_Entries supplied_:
○ ○ ○ ○ ○ ○ ○
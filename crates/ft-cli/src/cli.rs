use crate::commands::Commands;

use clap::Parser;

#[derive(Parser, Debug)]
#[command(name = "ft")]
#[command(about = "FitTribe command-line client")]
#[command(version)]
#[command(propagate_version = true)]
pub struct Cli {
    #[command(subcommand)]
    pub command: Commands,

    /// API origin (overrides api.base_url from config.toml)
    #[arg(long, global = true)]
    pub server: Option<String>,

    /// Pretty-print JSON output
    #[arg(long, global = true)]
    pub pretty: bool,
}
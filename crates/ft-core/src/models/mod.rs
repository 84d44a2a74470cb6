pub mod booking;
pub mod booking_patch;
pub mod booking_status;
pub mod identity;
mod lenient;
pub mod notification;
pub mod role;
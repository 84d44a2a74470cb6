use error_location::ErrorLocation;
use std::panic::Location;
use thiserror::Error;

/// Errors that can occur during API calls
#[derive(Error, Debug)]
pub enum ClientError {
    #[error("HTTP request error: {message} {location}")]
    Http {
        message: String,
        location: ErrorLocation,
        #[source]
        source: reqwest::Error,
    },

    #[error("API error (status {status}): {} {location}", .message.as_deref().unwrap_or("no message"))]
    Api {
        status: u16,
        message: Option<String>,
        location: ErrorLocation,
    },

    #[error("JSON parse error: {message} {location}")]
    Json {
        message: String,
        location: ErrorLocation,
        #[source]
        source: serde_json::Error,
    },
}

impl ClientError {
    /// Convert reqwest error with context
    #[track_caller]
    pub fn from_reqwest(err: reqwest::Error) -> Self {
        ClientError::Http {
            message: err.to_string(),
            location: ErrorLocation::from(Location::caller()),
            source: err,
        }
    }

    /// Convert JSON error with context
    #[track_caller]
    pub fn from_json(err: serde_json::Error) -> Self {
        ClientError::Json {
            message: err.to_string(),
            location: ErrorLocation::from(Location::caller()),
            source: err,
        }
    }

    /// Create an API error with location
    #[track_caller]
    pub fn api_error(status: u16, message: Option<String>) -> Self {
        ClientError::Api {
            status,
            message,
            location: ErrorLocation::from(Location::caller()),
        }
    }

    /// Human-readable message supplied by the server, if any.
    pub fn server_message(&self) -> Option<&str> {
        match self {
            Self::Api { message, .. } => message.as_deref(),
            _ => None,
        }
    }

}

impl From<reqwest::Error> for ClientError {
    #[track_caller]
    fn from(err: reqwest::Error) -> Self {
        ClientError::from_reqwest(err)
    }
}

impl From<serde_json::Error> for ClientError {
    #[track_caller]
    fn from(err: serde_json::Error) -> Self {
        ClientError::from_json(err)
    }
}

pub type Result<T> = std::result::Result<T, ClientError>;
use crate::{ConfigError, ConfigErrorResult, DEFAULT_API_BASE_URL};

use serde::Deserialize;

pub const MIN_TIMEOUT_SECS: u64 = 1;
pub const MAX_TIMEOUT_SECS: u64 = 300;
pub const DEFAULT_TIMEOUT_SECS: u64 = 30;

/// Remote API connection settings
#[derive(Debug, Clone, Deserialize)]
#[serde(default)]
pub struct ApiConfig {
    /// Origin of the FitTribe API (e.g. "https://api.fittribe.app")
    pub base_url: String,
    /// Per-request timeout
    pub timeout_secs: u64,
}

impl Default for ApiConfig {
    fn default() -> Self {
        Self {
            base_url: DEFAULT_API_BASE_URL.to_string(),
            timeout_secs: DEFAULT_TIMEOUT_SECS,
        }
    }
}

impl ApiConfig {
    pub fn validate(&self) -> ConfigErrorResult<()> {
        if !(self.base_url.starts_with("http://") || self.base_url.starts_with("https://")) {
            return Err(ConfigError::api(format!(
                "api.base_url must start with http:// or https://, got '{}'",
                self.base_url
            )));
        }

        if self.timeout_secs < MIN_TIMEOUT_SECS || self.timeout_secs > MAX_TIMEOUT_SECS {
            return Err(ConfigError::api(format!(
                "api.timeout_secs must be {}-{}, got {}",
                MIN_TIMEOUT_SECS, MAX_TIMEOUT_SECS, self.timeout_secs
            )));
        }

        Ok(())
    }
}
○ ○ ○ ○ ○ ○ ○
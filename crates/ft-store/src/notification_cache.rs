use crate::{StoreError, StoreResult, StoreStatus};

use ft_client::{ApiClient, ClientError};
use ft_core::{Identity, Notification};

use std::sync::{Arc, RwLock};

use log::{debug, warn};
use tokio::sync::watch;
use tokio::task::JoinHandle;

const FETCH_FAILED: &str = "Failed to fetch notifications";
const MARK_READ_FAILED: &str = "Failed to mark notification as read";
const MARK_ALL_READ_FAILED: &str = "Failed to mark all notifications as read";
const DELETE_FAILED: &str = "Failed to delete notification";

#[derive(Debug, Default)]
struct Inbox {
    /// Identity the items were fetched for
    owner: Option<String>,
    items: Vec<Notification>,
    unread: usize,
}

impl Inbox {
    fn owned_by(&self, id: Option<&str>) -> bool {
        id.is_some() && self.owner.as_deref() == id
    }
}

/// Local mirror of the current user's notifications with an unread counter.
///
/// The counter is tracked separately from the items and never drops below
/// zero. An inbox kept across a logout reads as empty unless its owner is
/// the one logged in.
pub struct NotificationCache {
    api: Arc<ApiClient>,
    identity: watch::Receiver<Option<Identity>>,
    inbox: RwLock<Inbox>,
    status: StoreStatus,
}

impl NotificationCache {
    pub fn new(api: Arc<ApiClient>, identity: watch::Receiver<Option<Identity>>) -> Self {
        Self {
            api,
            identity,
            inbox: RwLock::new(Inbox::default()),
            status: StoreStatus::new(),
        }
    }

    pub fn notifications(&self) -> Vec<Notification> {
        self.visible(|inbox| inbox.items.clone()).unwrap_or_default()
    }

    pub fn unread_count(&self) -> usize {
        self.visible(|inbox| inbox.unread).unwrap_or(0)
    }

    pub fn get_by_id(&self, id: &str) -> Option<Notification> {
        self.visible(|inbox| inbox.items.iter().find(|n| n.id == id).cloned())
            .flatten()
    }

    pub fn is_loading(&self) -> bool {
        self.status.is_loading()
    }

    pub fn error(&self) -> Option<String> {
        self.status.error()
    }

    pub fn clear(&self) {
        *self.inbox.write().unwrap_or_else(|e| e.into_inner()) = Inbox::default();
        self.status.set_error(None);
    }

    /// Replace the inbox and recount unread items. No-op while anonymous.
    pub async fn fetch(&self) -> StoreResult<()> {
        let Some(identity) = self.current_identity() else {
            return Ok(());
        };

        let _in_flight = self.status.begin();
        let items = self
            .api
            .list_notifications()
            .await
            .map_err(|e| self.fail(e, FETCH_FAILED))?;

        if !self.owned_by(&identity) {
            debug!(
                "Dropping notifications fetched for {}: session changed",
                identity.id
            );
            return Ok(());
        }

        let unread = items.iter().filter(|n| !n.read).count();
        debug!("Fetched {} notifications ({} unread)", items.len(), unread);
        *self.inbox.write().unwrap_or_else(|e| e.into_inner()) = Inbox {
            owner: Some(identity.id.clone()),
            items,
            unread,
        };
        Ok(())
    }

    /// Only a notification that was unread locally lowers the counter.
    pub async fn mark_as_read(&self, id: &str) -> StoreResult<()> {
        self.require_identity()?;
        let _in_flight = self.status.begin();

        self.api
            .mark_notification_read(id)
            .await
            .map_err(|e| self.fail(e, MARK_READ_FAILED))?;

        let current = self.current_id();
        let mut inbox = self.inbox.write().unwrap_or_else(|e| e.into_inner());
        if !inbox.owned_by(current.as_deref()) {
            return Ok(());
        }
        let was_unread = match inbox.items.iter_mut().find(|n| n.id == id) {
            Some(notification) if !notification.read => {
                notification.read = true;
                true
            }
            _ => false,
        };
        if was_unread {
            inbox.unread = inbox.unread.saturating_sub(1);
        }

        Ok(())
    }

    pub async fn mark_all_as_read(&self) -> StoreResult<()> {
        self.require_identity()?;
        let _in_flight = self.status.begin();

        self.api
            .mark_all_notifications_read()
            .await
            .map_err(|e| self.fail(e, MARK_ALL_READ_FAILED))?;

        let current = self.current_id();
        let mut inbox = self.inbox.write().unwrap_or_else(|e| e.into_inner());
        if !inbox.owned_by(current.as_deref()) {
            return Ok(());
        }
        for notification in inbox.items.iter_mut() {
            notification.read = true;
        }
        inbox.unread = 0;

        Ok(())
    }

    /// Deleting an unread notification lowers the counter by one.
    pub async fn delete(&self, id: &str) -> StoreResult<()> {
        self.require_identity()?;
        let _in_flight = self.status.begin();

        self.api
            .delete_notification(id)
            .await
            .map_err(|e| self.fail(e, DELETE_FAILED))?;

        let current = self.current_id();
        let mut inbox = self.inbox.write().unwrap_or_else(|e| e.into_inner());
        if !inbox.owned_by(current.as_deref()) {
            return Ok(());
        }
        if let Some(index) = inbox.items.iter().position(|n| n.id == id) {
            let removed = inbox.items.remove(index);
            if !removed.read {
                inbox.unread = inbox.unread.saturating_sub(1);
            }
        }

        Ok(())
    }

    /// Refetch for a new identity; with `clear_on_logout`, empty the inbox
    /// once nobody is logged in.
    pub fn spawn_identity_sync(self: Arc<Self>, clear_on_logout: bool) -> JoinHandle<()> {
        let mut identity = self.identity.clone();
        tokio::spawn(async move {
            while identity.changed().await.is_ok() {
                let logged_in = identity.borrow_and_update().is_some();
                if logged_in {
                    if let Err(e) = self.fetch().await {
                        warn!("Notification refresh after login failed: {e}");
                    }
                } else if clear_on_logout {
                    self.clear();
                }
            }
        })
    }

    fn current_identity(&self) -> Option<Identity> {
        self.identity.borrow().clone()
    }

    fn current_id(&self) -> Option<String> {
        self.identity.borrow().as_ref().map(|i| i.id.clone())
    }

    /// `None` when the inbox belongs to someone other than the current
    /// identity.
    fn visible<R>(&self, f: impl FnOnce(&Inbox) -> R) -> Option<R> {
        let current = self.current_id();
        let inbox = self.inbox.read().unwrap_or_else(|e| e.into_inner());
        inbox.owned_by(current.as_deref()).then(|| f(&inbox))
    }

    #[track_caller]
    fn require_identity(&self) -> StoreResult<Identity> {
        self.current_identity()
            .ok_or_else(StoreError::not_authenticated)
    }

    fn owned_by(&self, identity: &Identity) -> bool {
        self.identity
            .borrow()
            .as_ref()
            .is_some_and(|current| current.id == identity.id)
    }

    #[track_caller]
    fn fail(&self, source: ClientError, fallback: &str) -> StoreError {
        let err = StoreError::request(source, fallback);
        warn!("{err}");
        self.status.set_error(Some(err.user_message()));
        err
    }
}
○ ○ ○ ○ ○ ○ ○
_What the task asks_:
Every line containing the string "tokio" is required; copy each such line from the data.

_Expected output_:
use tokio::sync::watch;
use tokio::task::JoinHandle;
        tokio::spawn(async move {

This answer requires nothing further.